The holotype of Ojoraptorsaurus is SMP VP-1458, an incomplete pair of fused pubes. Due to the fusion of the pubes, this specimen is believed to have been a mature individual. Most caenagnathid species are known from very few remains, and Ojoraptorsaurus is no exception. The holotype was compared to well-described pubic remains of other oviraptorosaurians, namely Microvenator, Epichirostenotes, Nomingia, and CM 78001 (now known as Anzu). It shares with the latter three taxa an enclosed fossa on the inside edge of the pubis near the acetabular rim, a trait which may be diagnostic to caenagnathids (in which case Nomingia is a caenagnathid). Ojoraptorsaurus's fossa is further away from the acetabular rim than those of the other species, a feature characteristic to the genus. Among compared oviraptorosaurians, Ojoraptorsaurus is most similar to Epichirostenotes, a genus differentiated from Chirostenotes in the same paper that Ojoraptorsarus was described in. By comparing pubic proportions with those of CM 78001 (Anzu), Ojoraptorsaurus has been estimated to have been about 1.8 to 2.1 m in length, about 20% smaller than Epichirostenotes.
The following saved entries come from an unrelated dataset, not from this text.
//! Shared fixtures for integration tests: a tempfile database, scripted
//! backends and collaborators, and helpers that drive a request to a given
//! point of its lifecycle.

#![allow(dead_code)]

use std::sync::{Arc, Mutex};
use std::time::Duration;

use async_trait::async_trait;
use bookfetch_core::store::NewSearchResult;
use bookfetch_core::{
    BackendError, BackendProvider, BackendState, BackendStatus, BookFormat, Database,
    Download, DownloadBackend, DownloadClient, DownloadKind, DownloadSpec, EventBus, NewBook,
    NewDownloadClient, PostProcessError, PostProcessOutcome, PostProcessor, RawRelease,
    ReleaseIndexer, Request, RequestIntake, RequestLifecycle, SearchError, SearchQuery,
    Settings, Store,
};
use tempfile::TempDir;

/// Creates a file-backed test database with migrations applied.
pub async fn setup_test_db() -> (Database, TempDir) {
    let temp_dir = TempDir::new().expect("Failed to create temp dir");
    let db_path = temp_dir.path().join("test.db");
    let db = Database::new(&db_path)
        .await
        .expect("Failed to create database");
    (db, temp_dir)
}

/// Download backend whose answers are set by the test.
pub struct FakeBackend {
    kind: DownloadKind,
    pub added: Mutex<Vec<DownloadSpec>>,
    pub removed: Mutex<Vec<String>>,
    pub add_error: Mutex<Option<BackendError>>,
    pub add_delay: Mutex<Option<Duration>>,
    pub remove_error: Mutex<Option<BackendError>>,
    pub status: Mutex<Result<BackendStatus, BackendError>>,
}

impl FakeBackend {
    pub fn new(kind: DownloadKind) -> Self {
        Self {
            kind,
            added: Mutex::new(Vec::new()),
            removed: Mutex::new(Vec::new()),
            add_error: Mutex::new(None),
            add_delay: Mutex::new(None),
            remove_error: Mutex::new(None),
            status: Mutex::new(Ok(BackendStatus {
                progress: 0,
                state: BackendState::Queued,
                download_path: None,
                message: None,
            })),
        }
    }

    pub fn fail_adds_with(&self, error: BackendError) {
        *self.add_error.lock().unwrap() = Some(error);
    }

    /// Makes every `add` take `delay` before the backend answers.
    pub fn slow_adds_by(&self, delay: Duration) {
        *self.add_delay.lock().unwrap() = Some(delay);
    }

    pub fn fail_removes_with(&self, error: BackendError) {
        *self.remove_error.lock().unwrap() = Some(error);
    }

    pub fn report(&self, state: BackendState, progress: u8, download_path: Option<&str>) {
        *self.status.lock().unwrap() = Ok(BackendStatus {
            progress,
            state,
            download_path: download_path.map(str::to_string),
            message: None,
        });
    }

    pub fn report_error(&self, error: BackendError) {
        *self.status.lock().unwrap() = Err(error);
    }

    pub fn add_count(&self) -> usize {
        self.added.lock().unwrap().len()
    }

    pub fn removed_ids(&self) -> Vec<String> {
        self.removed.lock().unwrap().clone()
    }
}

#[async_trait]
impl DownloadBackend for FakeBackend {
    fn kind(&self) -> DownloadKind {
        self.kind
    }

    async fn test_connection(&self) -> Result<bool, BackendError> {
        Ok(true)
    }

    async fn add(&self, spec: &DownloadSpec) -> Result<String, BackendError> {
        let delay = *self.add_delay.lock().unwrap();
        if let Some(delay) = delay {
            tokio::time::sleep(delay).await;
        }
        if let Some(error) = self.add_error.lock().unwrap().clone() {
            return Err(error);
        }
        self.added.lock().unwrap().push(spec.clone());
        Ok(format!("job-{}", spec.tag))
    }

    async fn status(&self, _external_id: &str) -> Result<BackendStatus, BackendError> {
        self.status.lock().unwrap().clone()
    }

    async fn remove(&self, external_id: &str, _delete_files: bool) -> Result<bool, BackendError> {
        if let Some(error) = self.remove_error.lock().unwrap().clone() {
            return Err(error);
        }
        self.removed.lock().unwrap().push(external_id.to_string());
        Ok(true)
    }
}

/// Provider handing out one shared fake per technology.
///
/// Clients named in `down` cannot be reached at all.
pub struct FakeProvider {
    pub torrent: Arc<FakeBackend>,
    pub usenet: Arc<FakeBackend>,
    pub down: Mutex<Vec<String>>,
}

impl FakeProvider {
    pub fn new() -> Self {
        Self {
            torrent: Arc::new(FakeBackend::new(DownloadKind::Torrent)),
            usenet: Arc::new(FakeBackend::new(DownloadKind::Usenet)),
            down: Mutex::new(Vec::new()),
        }
    }

    pub fn take_down(&self, client_name: &str) {
        self.down.lock().unwrap().push(client_name.to_string());
    }
}

impl BackendProvider for FakeProvider {
    fn backend_for(&self, client: &DownloadClient) -> Result<Arc<dyn DownloadBackend>, BackendError> {
        if self.down.lock().unwrap().contains(&client.name) {
            return Err(BackendError::connection(
                "fake",
                client.base_url.clone(),
                "connection refused",
            ));
        }
        Ok(match client.client_type {
            DownloadKind::Torrent => Arc::clone(&self.torrent) as Arc<dyn DownloadBackend>,
            DownloadKind::Usenet => Arc::clone(&self.usenet) as Arc<dyn DownloadBackend>,
        })
    }
}

/// Indexer returning a fixed answer.
pub struct ScriptedIndexer {
    pub answer: Mutex<Result<Vec<RawRelease>, SearchError>>,
    pub queries: Mutex<Vec<SearchQuery>>,
}

impl ScriptedIndexer {
    pub fn returning(releases: Vec<RawRelease>) -> Self {
        Self {
            answer: Mutex::new(Ok(releases)),
            queries: Mutex::new(Vec::new()),
        }
    }

    pub fn failing(error: SearchError) -> Self {
        Self {
            answer: Mutex::new(Err(error)),
            queries: Mutex::new(Vec::new()),
        }
    }
}

#[async_trait]
impl ReleaseIndexer for ScriptedIndexer {
    async fn search(&self, query: &SearchQuery) -> Result<Vec<RawRelease>, SearchError> {
        self.queries.lock().unwrap().push(query.clone());
        self.answer.lock().unwrap().clone()
    }
}

/// Post-processor returning a fixed outcome and recording what it saw.
pub struct ScriptedPostProcessor {
    pub outcome: Mutex<Result<PostProcessOutcome, String>>,
    pub seen: Mutex<Vec<(i64, Option<String>)>>,
}

impl ScriptedPostProcessor {
    pub fn delivering() -> Self {
        Self::with(Ok(PostProcessOutcome::Delivered {
            location: "/library/book".to_string(),
        }))
    }

    pub fn with(outcome: Result<PostProcessOutcome, String>) -> Self {
        Self {
            outcome: Mutex::new(outcome),
            seen: Mutex::new(Vec::new()),
        }
    }
}

#[async_trait]
impl PostProcessor for ScriptedPostProcessor {
    async fn process(
        &self,
        request: &Request,
        download: &Download,
    ) -> Result<PostProcessOutcome, PostProcessError> {
        self.seen
            .lock()
            .unwrap()
            .push((download.id, download.download_path.clone()));
        self.outcome
            .lock()
            .unwrap()
            .clone()
            .map_err(|message| PostProcessError {
                request_id: request.id,
                message,
            })
    }
}

/// Everything a lifecycle test needs, kept alive together.
pub struct Harness {
    pub lifecycle: RequestLifecycle,
    pub provider: Arc<FakeProvider>,
    pub post_processor: Arc<ScriptedPostProcessor>,
    pub events: EventBus,
    _temp_dir: TempDir,
}

impl Harness {
    pub async fn new() -> Self {
        Self::with_settings(Settings::default()).await
    }

    pub async fn with_settings(settings: Settings) -> Self {
        let (db, temp_dir) = setup_test_db().await;
        let provider = Arc::new(FakeProvider::new());
        let post_processor = Arc::new(ScriptedPostProcessor::delivering());
        let events = EventBus::default();
        let lifecycle = RequestLifecycle::new(
            Store::new(db),
            Arc::clone(&provider) as Arc<dyn BackendProvider>,
            Arc::clone(&post_processor) as Arc<dyn PostProcessor>,
            &settings,
            events.clone(),
        );
        Self {
            lifecycle,
            provider,
            post_processor,
            events,
            _temp_dir: temp_dir,
        }
    }

    pub fn store(&self) -> &Store {
        self.lifecycle.store()
    }

    pub async fn add_client(&self, name: &str, kind: DownloadKind, priority: i64) -> DownloadClient {
        self.store()
            .insert_client(&NewDownloadClient {
                name: name.to_string(),
                client_type: kind,
                base_url: "http://localhost:8080".to_string(),
                username: None,
                password: None,
                api_key: Some("key".to_string()),
                category: Some("books".to_string()),
                priority,
                enabled: true,
            })
            .await
            .expect("insert client")
    }

    pub async fn create_request(&self, source_id: &str, title: &str) -> Request {
        self.lifecycle
            .create_request(intake(source_id, title, "en"))
            .await
            .expect("create request")
            .request
    }

    /// Creates a request, moves it to `searching`, and stores `results`.
    pub async fn searching_with(&self, results: Vec<NewSearchResult>) -> Request {
        let request = self.create_request("OL27448W", "The Left Hand of Darkness").await;
        assert!(self.lifecycle.start_search(request.id).await.expect("start search"));
        let releases = results
            .into_iter()
            .map(|r| RawRelease {
                guid: r.guid,
                title: r.title,
                indexer: r.indexer,
                size_bytes: r.size_bytes,
                seeders: r.seeders,
                leechers: r.leechers,
                download_url: r.download_url,
                magnet_url: r.magnet_url,
                published_at: r.published_at,
            })
            .collect();
        self.lifecycle
            .record_search_results(request.id, releases)
            .await
            .expect("record results");
        self.lifecycle.request(request.id).await.expect("reload")
    }
}

pub fn intake(source_id: &str, title: &str, language: &str) -> RequestIntake {
    RequestIntake {
        username: "reader".to_string(),
        book: NewBook {
            source: "openlibrary".to_string(),
            source_id: source_id.to_string(),
            title: title.to_string(),
            author: Some("Ursula K. Le Guin".to_string()),
            cover_url: None,
        },
        format: BookFormat::Ebook,
        language: Some(language.to_string()),
    }
}

pub fn magnet_result(guid: &str, seeders: i64) -> NewSearchResult {
    NewSearchResult {
        guid: guid.to_string(),
        title: format!("Release {guid}"),
        indexer: "idx".to_string(),
        seeders: Some(seeders),
        size_bytes: Some(2_000_000),
        magnet_url: Some(format!("magnet:?xt=urn:btih:{guid}")),
        ..NewSearchResult::default()
    }
}

pub fn nzb_result(guid: &str) -> NewSearchResult {
    NewSearchResult {
        guid: guid.to_string(),
        title: format!("Release {guid}"),
        indexer: "idx".to_string(),
        size_bytes: Some(1_000_000),
        download_url: Some(format!("https://idx.example/nzb/{guid}")),
        ..NewSearchResult::default()
    }
}

pub fn linkless_result(guid: &str) -> NewSearchResult {
    NewSearchResult {
        guid: guid.to_string(),
        title: format!("Release {guid}"),
        indexer: "idx".to_string(),
        seeders: Some(500),
        ..NewSearchResult::default()
    }
}

pub fn release(guid: &str, magnet: bool, seeders: Option<i64>) -> RawRelease {
    RawRelease {
        guid: guid.to_string(),
        title: format!("Release {guid}"),
        indexer: "idx".to_string(),
        seeders,
        size_bytes: Some(3_000_000),
        download_url: (!magnet).then(|| format!("https://idx.example/get/{guid}")),
        magnet_url: magnet.then(|| format!("magnet:?xt=urn:btih:{guid}")),
        ..RawRelease::default()
    }
}
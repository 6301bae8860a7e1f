//! CLI entry point for bookfetch.

use anyhow::{Context, Result};
use bookfetch_core::{Database, Settings};
use clap::Parser;
use tracing::debug;

mod cli;
mod commands;

use cli::Cli;

#[tokio::main]
async fn main() -> Result<()> {
    // Parse CLI arguments first (before tracing, so --help works without logs)
    let cli = Cli::parse();

    // Priority: RUST_LOG env var > quiet flag > verbose flag > default (info)
    let default_level = if cli.quiet {
        "error"
    } else {
        match cli.verbose {
            0 => "info",
            1 => "debug",
            _ => "trace",
        }
    };

    let filter = tracing_subscriber::EnvFilter::try_from_default_env()
        .unwrap_or_else(|_| tracing_subscriber::EnvFilter::new(default_level));

    tracing_subscriber::fmt().with_env_filter(filter).init();

    debug!(?cli, "CLI arguments parsed");

    let mut settings = Settings::load(&cli.config)?;
    if let Some(path) = &cli.database {
        settings.database.path.clone_from(path);
    }

    let db = Database::new_with_options(&settings.database.path, settings.database.options())
        .await
        .with_context(|| format!("cannot open database {}", settings.database.path.display()))?;
    debug!(database = %settings.database.path.display(), "database ready");

    let lifecycle = commands::build_lifecycle(db.clone(), &settings);
    let result = commands::dispatch(&cli.command, &lifecycle, &settings).await;
    db.close().await;
    result
}
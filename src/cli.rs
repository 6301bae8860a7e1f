//! CLI argument definitions using clap derive macros.

use std::path::PathBuf;

use clap::{Args, Parser, Subcommand};

use bookfetch_core::{BookFormat, DownloadKind};

/// Default settings file, relative to the working directory.
pub const DEFAULT_CONFIG_PATH: &str = "bookfetch.toml";

/// Drive book acquisition requests from intake to delivery.
///
/// Bookfetch searches an indexer for each request, hands the best release to
/// a torrent or usenet client, watches it finish, and retries with backoff
/// when nothing usable turns up.
#[derive(Parser, Debug)]
#[command(name = "bookfetch")]
#[command(author, version, about)]
pub struct Cli {
    /// Increase output verbosity (-v for debug, -vv for trace)
    #[arg(short, long, action = clap::ArgAction::Count, global = true)]
    pub verbose: u8,

    /// Suppress non-error output
    #[arg(short, long, global = true)]
    pub quiet: bool,

    /// Settings file (TOML); a missing file means defaults
    #[arg(long, default_value = DEFAULT_CONFIG_PATH, global = true)]
    pub config: PathBuf,

    /// Database file, overriding `[database].path`
    #[arg(long, global = true)]
    pub database: Option<PathBuf>,

    #[command(subcommand)]
    pub command: Command,
}

#[derive(Subcommand, Debug)]
pub enum Command {
    /// Run the search, dispatch, monitor, and retry workers until Ctrl-C
    Run,

    /// Create, inspect, and search requests
    Request {
        #[command(subcommand)]
        command: RequestCommand,
    },

    /// Select a search result and dispatch its download
    Select {
        request_id: i64,
        result_id: i64,
    },

    /// Retry a request now (redownload a failed selection or search again)
    Retry { request_id: i64 },

    /// Cancel a request and remove its active downloads
    Cancel {
        request_id: i64,

        /// Also delete the request when it never acquired anything
        #[arg(long)]
        purge: bool,
    },

    /// Set or clear the human-attention flag
    Attention {
        #[command(subcommand)]
        command: AttentionCommand,
    },

    /// Manage download clients
    Client {
        #[command(subcommand)]
        command: ClientCommand,
    },
}

#[derive(Subcommand, Debug)]
pub enum RequestCommand {
    /// Create a request (refused when it duplicates an existing one)
    Add(RequestAddArgs),

    /// List requests
    List(RequestListArgs),

    /// Show a request with its ranked results and downloads
    Show { request_id: i64 },

    /// Run one search pass for a pending request now
    Search { request_id: i64 },
}

#[derive(Args, Debug)]
pub struct RequestAddArgs {
    /// Book title
    #[arg(long)]
    pub title: String,

    /// Book author
    #[arg(long)]
    pub author: Option<String>,

    /// Metadata provider of the book identity
    #[arg(long, default_value = "manual")]
    pub source: String,

    /// Provider-scoped book identifier (defaults to the title)
    #[arg(long)]
    pub source_id: Option<String>,

    /// Cover image URL
    #[arg(long)]
    pub cover_url: Option<String>,

    /// ebook or audiobook
    #[arg(long, default_value = "ebook")]
    pub format: BookFormat,

    /// Language code (e.g. en)
    #[arg(long)]
    pub language: Option<String>,

    /// Requesting user
    #[arg(long, default_value = "admin")]
    pub user: String,
}

#[derive(Args, Debug)]
#[group(multiple = false)]
pub struct RequestListArgs {
    /// Only requests flagged for attention
    #[arg(long)]
    pub attention: bool,

    /// Only requests waiting for a manual result choice
    #[arg(long)]
    pub awaiting_selection: bool,

    /// Only requests whose retry time has passed
    #[arg(long)]
    pub retry_due: bool,
}

#[derive(Subcommand, Debug)]
pub enum AttentionCommand {
    /// Flag a request for attention
    Set {
        request_id: i64,
        description: String,
    },

    /// Clear a request's attention flag
    Clear { request_id: i64 },
}

#[derive(Subcommand, Debug)]
pub enum ClientCommand {
    /// Register a download client
    Add(ClientAddArgs),

    /// List download clients
    List,

    /// Test a client's connection and credentials
    Test { client_id: i64 },

    /// Enable a client
    Enable { client_id: i64 },

    /// Disable a client
    Disable { client_id: i64 },
}

#[derive(Args, Debug)]
pub struct ClientAddArgs {
    /// Unique client name
    #[arg(long)]
    pub name: String,

    /// torrent (qBittorrent) or usenet (SABnzbd)
    #[arg(long = "type")]
    pub client_type: DownloadKind,

    /// Base URL of the client's web API
    #[arg(long)]
    pub url: String,

    #[arg(long)]
    pub username: Option<String>,

    #[arg(long)]
    pub password: Option<String>,

    #[arg(long)]
    pub api_key: Option<String>,

    /// Category or label applied to added jobs
    #[arg(long)]
    pub category: Option<String>,

    /// Lower values are tried first
    #[arg(long, default_value_t = 0)]
    pub priority: i64,

    /// Register the client disabled
    #[arg(long)]
    pub disabled: bool,
}
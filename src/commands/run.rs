//! Run command handler: start the workers and stop them on Ctrl-C.

use std::sync::Arc;

use anyhow::Result;
use bookfetch_core::{LifecycleEvent, RequestLifecycle, Settings, Workers};
use tracing::{debug, info, warn};

use super::build_indexer;

pub async fn run_workers(lifecycle: &RequestLifecycle, settings: &Settings) -> Result<()> {
    let indexer = build_indexer(settings)?;
    let lifecycle = Arc::new(lifecycle.clone());

    let mut events = lifecycle.events().subscribe();
    let event_log = tokio::spawn(async move {
        loop {
            match events.recv().await {
                Ok(event) => log_event(&event),
                Err(tokio::sync::broadcast::error::RecvError::Lagged(skipped)) => {
                    warn!(skipped, "event log fell behind");
                }
                Err(tokio::sync::broadcast::error::RecvError::Closed) => break,
            }
        }
    });

    let workers = Workers::spawn(Arc::clone(&lifecycle), indexer, settings.workers);
    info!("Bookfetch running. Press Ctrl-C to stop.");

    tokio::signal::ctrl_c().await?;
    info!("Shutting down");
    workers.shutdown().await;
    event_log.abort();
    Ok(())
}

fn log_event(event: &LifecycleEvent) {
    match event {
        LifecycleEvent::AttentionRaised {
            request_id,
            description,
        } => warn!(request_id, description = %description, "request needs attention"),
        LifecycleEvent::RetriesExhausted {
            request_id,
            retry_count,
        } => warn!(request_id, retry_count, "retries exhausted"),
        LifecycleEvent::StatusChanged {
            request_id,
            from,
            to,
        } => info!(request_id, from = %from, to = %to, "request status changed"),
        other => debug!(request_id = other.request_id(), ?other, "lifecycle event"),
    }
}
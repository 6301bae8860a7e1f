//! Shared User-Agent string for backend and indexer HTTP clients.

/// Project URL for User-Agent identification.
const PROJECT_UA_URL: &str = "https://github.com/fierce/bookfetch";

/// Default User-Agent for every outbound request (identifies the tool).
#[must_use]
pub(crate) fn default_user_agent() -> String {
    let version = env!("CARGO_PKG_VERSION");
    format!("bookfetch/{version} (+{PROJECT_UA_URL})")
}
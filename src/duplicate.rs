//! Duplicate detection for new requests.
//!
//! A target identity (work + format + language) is compared against every
//! non-failed request in the same format. Two books are the same work when
//! they share `(source, source_id)`, or when their normalized titles and
//! authors are similar enough under the configured thresholds; metadata
//! sources disagree on identifiers for the same book often enough that the
//! fuzzy path matters.
//!
//! The guard only classifies; it never writes.

use serde::{Deserialize, Serialize};
use tracing::{debug, instrument};

use crate::store::{BookFormat, RequestStatus, RequestWithBook, Store, StoreError};

/// Default minimum normalized-Levenshtein similarity for titles.
pub const DEFAULT_TITLE_SIMILARITY: f64 = 0.9;

/// Default minimum normalized-Levenshtein similarity for authors.
pub const DEFAULT_AUTHOR_SIMILARITY: f64 = 0.8;

/// Leading articles ignored when comparing titles.
const LEADING_ARTICLES: [&str; 3] = ["the ", "a ", "an "];

/// How to react to one kind of conflict.
#[derive(Debug, Clone, Copy, PartialEq, Eq, PartialOrd, Ord, Serialize, Deserialize)]
#[serde(rename_all = "snake_case")]
pub enum DuplicateAction {
    Allow,
    Warn,
    Block,
}

/// Thresholds and reactions for duplicate classification.
#[derive(Debug, Clone, Copy, PartialEq, Serialize, Deserialize)]
#[serde(default)]
pub struct DuplicatePolicy {
    /// 0.0-1.0.
    pub title_similarity: f64,
    /// 0.0-1.0.
    pub author_similarity: f64,
    /// Same work, format, and language requested but not yet acquired.
    pub active_duplicate_action: DuplicateAction,
    /// Same work and format exists in another language.
    pub language_mismatch_action: DuplicateAction,
}

impl Default for DuplicatePolicy {
    fn default() -> Self {
        Self {
            title_similarity: DEFAULT_TITLE_SIMILARITY,
            author_similarity: DEFAULT_AUTHOR_SIMILARITY,
            active_duplicate_action: DuplicateAction::Block,
            language_mismatch_action: DuplicateAction::Warn,
        }
    }
}

/// The identity being requested.
#[derive(Debug, Clone)]
pub struct DuplicateTarget {
    pub source: String,
    pub source_id: String,
    pub title: String,
    pub author: Option<String>,
    pub format: BookFormat,
    pub language: Option<String>,
}

/// Outcome of a duplicate check.
#[derive(Debug, Clone, PartialEq, Eq)]
pub enum DuplicateVerdict {
    Allow,
    Warn { request_id: i64, reason: String },
    Block { request_id: i64, reason: String },
}

impl DuplicateVerdict {
    fn severity(&self) -> DuplicateAction {
        match self {
            Self::Allow => DuplicateAction::Allow,
            Self::Warn { .. } => DuplicateAction::Warn,
            Self::Block { .. } => DuplicateAction::Block,
        }
    }

    fn from_action(action: DuplicateAction, request_id: i64, reason: String) -> Self {
        match action {
            DuplicateAction::Allow => Self::Allow,
            DuplicateAction::Warn => Self::Warn { request_id, reason },
            DuplicateAction::Block => Self::Block { request_id, reason },
        }
    }

    /// True when the request must not be created.
    #[must_use]
    pub fn is_blocked(&self) -> bool {
        matches!(self, Self::Block { .. })
    }
}

/// Store-backed duplicate classifier.
#[derive(Debug, Clone)]
pub struct DuplicateGuard {
    store: Store,
    policy: DuplicatePolicy,
}

impl DuplicateGuard {
    #[must_use]
    pub fn new(store: Store, policy: DuplicatePolicy) -> Self {
        Self { store, policy }
    }

    /// Classifies `target` against the stored requests.
    ///
    /// # Errors
    ///
    /// Returns [`StoreError`] if the existing requests cannot be read.
    #[instrument(skip(self, target), fields(source = %target.source, source_id = %target.source_id, format = %target.format))]
    pub async fn check(&self, target: &DuplicateTarget) -> Result<DuplicateVerdict, StoreError> {
        let existing = self.store.list_requests_for_duplicate_check(target.format).await?;
        let verdict = classify(target, &existing, &self.policy);
        debug!(?verdict, candidates = existing.len(), "duplicate check finished");
        Ok(verdict)
    }
}

/// Pure classification; the most severe conflict wins, earliest request on ties.
#[must_use]
pub fn classify(
    target: &DuplicateTarget,
    existing: &[RequestWithBook],
    policy: &DuplicatePolicy,
) -> DuplicateVerdict {
    let mut verdict = DuplicateVerdict::Allow;

    for candidate in existing {
        if candidate.status == RequestStatus::Failed
            || candidate.format != target.format
            || !same_work(target, candidate, policy)
        {
            continue;
        }

        let next = if same_language(target.language.as_deref(), candidate.language.as_deref()) {
            if candidate.status == RequestStatus::Completed {
                DuplicateVerdict::Block {
                    request_id: candidate.request_id,
                    reason: format!(
                        "\"{}\" is already acquired as {} (request {})",
                        candidate.title, candidate.format, candidate.request_id
                    ),
                }
            } else {
                DuplicateVerdict::from_action(
                    policy.active_duplicate_action,
                    candidate.request_id,
                    format!(
                        "\"{}\" is already requested as {} (request {}, {})",
                        candidate.title, candidate.format, candidate.request_id, candidate.status
                    ),
                )
            }
        } else {
            DuplicateVerdict::from_action(
                policy.language_mismatch_action,
                candidate.request_id,
                format!(
                    "\"{}\" exists in another language ({}) as request {}",
                    candidate.title,
                    candidate.language.as_deref().unwrap_or("unknown"),
                    candidate.request_id
                ),
            )
        };

        if next.severity() > verdict.severity() {
            verdict = next;
        }
    }

    verdict
}

fn same_work(target: &DuplicateTarget, candidate: &RequestWithBook, policy: &DuplicatePolicy) -> bool {
    if target.source == candidate.source && target.source_id == candidate.source_id {
        return true;
    }

    let title_score = strsim::normalized_levenshtein(
        &normalize_title(&target.title),
        &normalize_title(&candidate.title),
    );
    if title_score < policy.title_similarity {
        return false;
    }

    // A missing author on either side leaves the title to decide.
    match (target.author.as_deref(), candidate.author.as_deref()) {
        (Some(left), Some(right)) => {
            strsim::normalized_levenshtein(&normalize(left), &normalize(right))
                >= policy.author_similarity
        }
        _ => true,
    }
}

/// Unknown language on either side counts as the same language.
fn same_language(left: Option<&str>, right: Option<&str>) -> bool {
    match (left, right) {
        (Some(left), Some(right)) => left.trim().eq_ignore_ascii_case(right.trim()),
        _ => true,
    }
}

/// Lowercases, maps punctuation to spaces, and collapses whitespace.
fn normalize(value: &str) -> String {
    value
        .chars()
        .map(|c| if c.is_alphanumeric() { c } else { ' ' })
        .flat_map(char::to_lowercase)
        .collect::<String>()
        .split_whitespace()
        .collect::<Vec<_>>()
        .join(" ")
}

fn normalize_title(value: &str) -> String {
    let normalized = normalize(value);
    LEADING_ARTICLES
        .iter()
        .find_map(|article| normalized.strip_prefix(article))
        .map_or_else(|| normalized.clone(), str::to_string)
}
In its 2011 description, Ojoraptorsaurus was suggested to differ from other caenagnathids due to possessing the following autapomorphies:
- A “spoon-shaped” depression on the anterior dorsal surface of the pubic boot.
- An enclosed fossa on the inside edge of the pubis which lies 1 centimeter away from the acetabular rim.
- The portion of the pubic shaft directly above the pubic boot being slightly anteriorly convex.
- A sub-trapezoidal iliac peduncle articular surface of the pubis.

In 2024, Wick, Lehman & Fortner suggested that Ojoraptorsaurus should be best regarded as an indeterminate caenagnathid in need of additional specimens to verify its validity, since the initial diagnosis on the ostensibly diagnostic features of the poorly preserved holotype is most likely a result of taphonomic distortion and the allegedly diagnostic feature of its pubic foot is also known in other oviraptorosaurs. In the same year, Funston, Williamson & Brusatte suggested that, even though Ojoraptorsaurus could be seen as distinct due to its unique stratigraphic position and provenance, it should be considered a nomen dubium since none of the supposed unique features are actually diagnostic for caenagnathids, and some may result from taphonomic distortion.